Lance Armstrong, Tommy Vietor, and Benghazi
Lance Armstrong is a disgraced cycling super-doper who proclaimed his innocence until it was clear he couldn’t keep up the game in the face of a landslide of proof to the contrary.
Tommy Vietor is the spokesman for the National Security Council and he’s proclaiming the innocence of the White House with regard to the Administration’s security and foreign policy debacle in Benghazi:
… [Vietor] has said that despite some claims, there was no real-time video of the attack being watched in the Situation Room.
OK, let’s introduce the legal concept of quibbling. Vietor was not under oath and beyond that, his paraphrased statement doesn’t mean the real-time video wasn’t available, just that it wasn’t being watched (or that it wasn’t being watched specifically in the Situation Room). Was said video being watched at the State Department? In the Pentagon? In any other of the myriad government watch, operations, and intelligence centers?
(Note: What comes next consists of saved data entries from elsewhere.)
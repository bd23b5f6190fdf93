//! # Check Subcommands
//!
//! Read-only registry lookups. `check` reports everything the registry
//! knows about one credential hash; `subject` lists the hashes stored for
//! a subject DID.

use anyhow::{Context, Result};
use clap::Args;
use serde::Serialize;

use credbridge_client::{CredentialLedger, OnchainCredential, RegistryConfig, RpcRegistry};
use credbridge_core::{normalize_did_str, CredentialHash};

/// Arguments for `credbridge check`.
#[derive(Args, Debug)]
pub struct CheckArgs {
    /// Credential hash (`0x` followed by 64 hex characters).
    #[arg(value_name = "CREDENTIAL_HASH")]
    pub credential_hash: String,
}

/// Arguments for `credbridge subject`.
#[derive(Args, Debug)]
pub struct SubjectArgs {
    /// Subject DID, with or without the `did:` prefix.
    #[arg(value_name = "DID")]
    pub subject_did: String,
}

/// What the registry reports for one credential hash.
#[derive(Debug, Clone, PartialEq, Eq, Serialize)]
#[serde(rename_all = "camelCase")]
pub struct CheckReport {
    pub credential_hash: CredentialHash,
    pub exists: bool,
    pub is_active: bool,
    /// Absent when the credential does not exist.
    pub record: Option<OnchainCredential>,
    pub metadata: Option<String>,
}

/// Credentials stored for one subject.
#[derive(Debug, Clone, PartialEq, Eq, Serialize)]
#[serde(rename_all = "camelCase")]
pub struct SubjectReport {
    pub subject_did: String,
    pub credential_hashes: Vec<CredentialHash>,
}

/// Execute `credbridge check`. Exit code 2 when the credential is unknown.
pub fn run_check(args: &CheckArgs) -> Result<u8> {
    let credential_hash = CredentialHash::parse(&args.credential_hash)?;
    let registry = connect()?;

    let report = crate::block_on(check(&registry, &credential_hash))??;
    println!("{}", serde_json::to_string_pretty(&report)?);

    Ok(if report.exists { 0 } else { 2 })
}

/// Execute `credbridge subject`.
pub fn run_subject(args: &SubjectArgs) -> Result<u8> {
    let registry = connect()?;
    let report = crate::block_on(subject(&registry, &args.subject_did))??;
    println!("{}", serde_json::to_string_pretty(&report)?);
    Ok(0)
}

fn connect() -> Result<RpcRegistry> {
    let config =
        RegistryConfig::read_only_from_env().context("registry connection is not configured")?;
    tracing::info!(
        rpc = %config.rpc_url,
        registry = %config.registry_address,
        "querying registry"
    );
    Ok(RpcRegistry::new(config)?)
}

/// Read `exists`, `isActive`, `getCredential` and `metadataOf` for a hash.
///
/// The record and metadata reads are skipped for unknown hashes, which the
/// registry answers with a revert.
pub async fn check(
    ledger: &dyn CredentialLedger,
    credential_hash: &CredentialHash,
) -> Result<CheckReport> {
    let exists = ledger
        .exists(credential_hash)
        .await
        .context("exists() failed")?;
    if !exists {
        return Ok(CheckReport {
            credential_hash: *credential_hash,
            exists,
            is_active: false,
            record: None,
            metadata: None,
        });
    }

    let is_active = ledger
        .is_active(credential_hash)
        .await
        .context("isActive() failed")?;
    let record = ledger
        .get_credential(credential_hash)
        .await
        .context("getCredential() failed")?;
    let metadata = ledger
        .metadata_of(credential_hash)
        .await
        .context("metadataOf() failed")?;

    Ok(CheckReport {
        credential_hash: *credential_hash,
        exists,
        is_active,
        record,
        metadata: Some(metadata),
    })
}

/// Read `credentialsOfSubject`. The DID is stored without its `did:`
/// prefix, so the argument is normalized the same way first.
pub async fn subject(ledger: &dyn CredentialLedger, raw_did: &str) -> Result<SubjectReport> {
    let subject_did = normalize_did_str(raw_did)
        .with_context(|| format!("not a usable subject DID: {raw_did:?}"))?;
    let credential_hashes = ledger
        .credentials_of_subject(&subject_did)
        .await
        .context("credentialsOfSubject() failed")?;
    Ok(SubjectReport {
        subject_did,
        credential_hashes,
    })
}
As for recent stories suggesting otherwise, Vietor says, “the White House didn’t deny any requests for assistance. Period. Moreover, what the entire government did – the White House, State Department, Intelligence Community, Department of Defense included – was to work to mobilize all available assets and move them into the region as quickly as possible. That’s what the President ordered the Secretary of Defense and Chairman to do the first time he was briefed about these issues. Many of those assets were later used to reinforce embassies in places like Yemen, Libya and Egypt.”
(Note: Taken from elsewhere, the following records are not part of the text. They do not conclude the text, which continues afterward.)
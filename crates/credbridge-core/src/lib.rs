#![deny(missing_docs)]

//! # credbridge-core -- Foundational Types for credbridge
//!
//! This crate defines the types every other crate in the workspace builds on.
//! It has no internal crate dependencies, only `serde`, `serde_json`,
//! `thiserror`, and `sha2` from the external ecosystem.
//!
//! ## Design Principles
//!
//! 1. **[`CanonicalBytes`] is the sole path to digest computation.** Every
//!    credential hash the bridge writes to the registry flows through
//!    `CanonicalBytes::new()`, which sorts object keys so that the digest is
//!    a function of content only, never of attribute order.
//!
//! 2. **[`CredentialHash`] is the on-chain identifier.** A 32-byte digest
//!    rendered as `0x`-prefixed lowercase hex, parsed strictly at the API
//!    boundary.
//!
//! 3. **DID normalization in one place.** [`normalize_did`] is the only
//!    function that decides what counts as a usable subject or issuer DID.
//!
//! 4. **Narrow errors.** [`CanonicalizationError`] and [`ValidationError`]
//!    are `thiserror` enums that callers fold into their own error types.

pub mod canonical;
pub mod did;
pub mod digest;
pub mod error;

// Re-export primary types at crate root for ergonomic imports.
pub use canonical::CanonicalBytes;
pub use did::{normalize_did, normalize_did_str};
pub use digest::{sha256_digest, sha256_hex, ContentDigest, CredentialHash};
pub use error::{CanonicalizationError, ValidationError};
Again, let us deconstruct the not-under-oath Vietor statement. First, perhaps someone in the Administration (far bigger than the White House) kept the request from being elevated to the White House (which is a location and only a vague organizational description).
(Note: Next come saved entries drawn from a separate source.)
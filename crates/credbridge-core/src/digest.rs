//! # Content Digests and Credential Hashes
//!
//! Defines [`ContentDigest`], the SHA-256 digest of [`CanonicalBytes`], and
//! [`CredentialHash`], its `0x`-prefixed on-chain rendering used as the
//! registry key (`bytes32 credentialHash`).
//!
//! ## Invariant
//!
//! `ContentDigest` can only be computed from [`CanonicalBytes`]. This ensures
//! every credential hash in the bridge was produced from canonicalized data.

use std::fmt;
use std::str::FromStr;

use serde::{Deserialize, Deserializer, Serialize, Serializer};
use sha2::{Digest, Sha256};

use crate::canonical::CanonicalBytes;
use crate::error::ValidationError;

/// A 32-byte SHA-256 content digest.
#[derive(Debug, Clone, Copy, PartialEq, Eq, Hash)]
pub struct ContentDigest {
    bytes: [u8; 32],
}

impl ContentDigest {
    /// Wrap raw digest bytes.
    pub fn from_bytes(bytes: [u8; 32]) -> Self {
        Self { bytes }
    }

    /// The raw 32-byte digest value.
    pub fn as_bytes(&self) -> &[u8; 32] {
        &self.bytes
    }

    /// Return the digest as a lowercase hex string (64 characters, no prefix).
    pub fn to_hex(&self) -> String {
        self.bytes.iter().map(|b| format!("{b:02x}")).collect()
    }
}

impl fmt::Display for ContentDigest {
    fn fmt(&self, f: &mut fmt::Formatter<'_>) -> fmt::Result {
        write!(f, "sha256:{}", self.to_hex())
    }
}

/// Compute the SHA-256 digest of canonical bytes.
pub fn sha256_digest(data: &CanonicalBytes) -> ContentDigest {
    let hash = Sha256::digest(data.as_bytes());
    let mut bytes = [0u8; 32];
    bytes.copy_from_slice(&hash);
    ContentDigest::from_bytes(bytes)
}

/// Compute a SHA-256 hex string from canonical bytes.
///
/// Convenience wrapper around [`sha256_digest()`] for contexts that need
/// the digest as a bare hex string.
pub fn sha256_hex(data: &CanonicalBytes) -> String {
    sha256_digest(data).to_hex()
}

/// The registry key of a stored credential: a 32-byte digest rendered as
/// `0x` followed by 64 lowercase hex characters.
#[derive(Debug, Clone, Copy, PartialEq, Eq, Hash)]
pub struct CredentialHash([u8; 32]);

impl CredentialHash {
    /// Derive the credential hash of a canonicalized payload.
    pub fn of(data: &CanonicalBytes) -> Self {
        Self(*sha256_digest(data).as_bytes())
    }

    /// Wrap raw bytes (e.g. a `bytes32` decoded from the registry).
    pub fn from_bytes(bytes: [u8; 32]) -> Self {
        Self(bytes)
    }

    /// The raw 32 bytes, as passed to the contract's `bytes32` parameter.
    pub fn as_bytes(&self) -> &[u8; 32] {
        &self.0
    }

    /// Parse a `0x`-prefixed 64-hex-character string. Surrounding whitespace
    /// is ignored and hex digits are accepted in either case.
    pub fn parse(raw: &str) -> Result<Self, ValidationError> {
        let trimmed = raw.trim();
        let hex = trimmed
            .strip_prefix("0x")
            .or_else(|| trimmed.strip_prefix("0X"))
            .ok_or_else(|| ValidationError::InvalidCredentialHash(raw.to_string()))?;
        if hex.len() != 64 || !hex.chars().all(|c| c.is_ascii_hexdigit()) {
            return Err(ValidationError::InvalidCredentialHash(raw.to_string()));
        }
        let mut bytes = [0u8; 32];
        for (i, slot) in bytes.iter_mut().enumerate() {
            *slot = u8::from_str_radix(&hex[i * 2..i * 2 + 2], 16)
                .map_err(|_| ValidationError::InvalidCredentialHash(raw.to_string()))?;
        }
        Ok(Self(bytes))
    }
}

impl fmt::Display for CredentialHash {
    fn fmt(&self, f: &mut fmt::Formatter<'_>) -> fmt::Result {
        f.write_str("0x")?;
        for b in &self.0 {
            write!(f, "{b:02x}")?;
        }
        Ok(())
    }
}

impl FromStr for CredentialHash {
    type Err = ValidationError;

    fn from_str(s: &str) -> Result<Self, Self::Err> {
        Self::parse(s)
    }
}

impl Serialize for CredentialHash {
    fn serialize<S: Serializer>(&self, serializer: S) -> Result<S::Ok, S::Error> {
        serializer.collect_str(self)
    }
}

impl<'de> Deserialize<'de> for CredentialHash {
    fn deserialize<D: Deserializer<'de>>(deserializer: D) -> Result<Self, D::Error> {
        let raw = String::deserialize(deserializer)?;
        Self::parse(&raw).map_err(serde::de::Error::custom)
    }
}

#[cfg(test)]
mod tests {
    use super::*;
    use serde_json::json;

    #[test]
    fn sha256_of_empty_object_is_stable() {
        let cb = CanonicalBytes::new(&json!({})).unwrap();
        // sha256("{}")
        assert_eq!(
            sha256_hex(&cb),
            "44136fa355b3678a1146ad16f7e8649e94fb4fc21fe77e8310c060f61caaff8a"
        );
    }

    #[test]
    fn digest_is_deterministic() {
        let cb = CanonicalBytes::new(&json!({"txnid": "t-1", "type": "x"})).unwrap();
        assert_eq!(sha256_digest(&cb), sha256_digest(&cb));
        assert_eq!(sha256_hex(&cb).len(), 64);
    }

    #[test]
    fn credential_hash_renders_with_prefix() {
        let cb = CanonicalBytes::new(&json!({})).unwrap();
        let hash = CredentialHash::of(&cb);
        assert_eq!(hash.to_string(), format!("0x{}", sha256_hex(&cb)));
    }

    #[test]
    fn credential_hash_parse_roundtrips_display() {
        let text = format!("0x{}", "ab".repeat(32));
        let hash = CredentialHash::parse(&text).unwrap();
        assert_eq!(hash.to_string(), text);
        assert_eq!(hash.as_bytes()[0], 0xab);
    }

    #[test]
    fn credential_hash_accepts_whitespace_and_uppercase() {
        let text = format!("  0x{}  ", "AB".repeat(32));
        let hash = CredentialHash::parse(&text).unwrap();
        assert_eq!(hash.to_string(), format!("0x{}", "ab".repeat(32)));
    }

    #[test]
    fn credential_hash_rejects_missing_prefix() {
        assert!(CredentialHash::parse(&"ab".repeat(32)).is_err());
    }

    #[test]
    fn credential_hash_rejects_wrong_length() {
        assert!(CredentialHash::parse("0xabcd").is_err());
        assert!(CredentialHash::parse(&format!("0x{}", "a".repeat(65))).is_err());
    }

    #[test]
    fn credential_hash_rejects_non_hex() {
        assert!(CredentialHash::parse(&format!("0x{}", "zz".repeat(32))).is_err());
    }

    #[test]
    fn credential_hash_serde_uses_string_form() {
        let hash = CredentialHash::from_bytes([1u8; 32]);
        let json = serde_json::to_value(hash).unwrap();
        assert_eq!(json, json!(format!("0x{}", "01".repeat(32))));
        let back: CredentialHash = serde_json::from_value(json).unwrap();
        assert_eq!(back, hash);
    }
}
Next, what’s the point “to mobilize all available assets and move them into the region as quickly as possible” if no assistance has been requested or none is anticipated? And if assets are available, what’s the point in avoiding discussion on whether or not they should be employed?
Conventional wisdom offers it isn’t the crime, it’s the cover up. Regarding Mr. Obama’s Benghazi problem, it’ll be the crime and the cover up.
And as for Lance Armstrong? Like Tommy Vietor, his public statements were not given while under oath.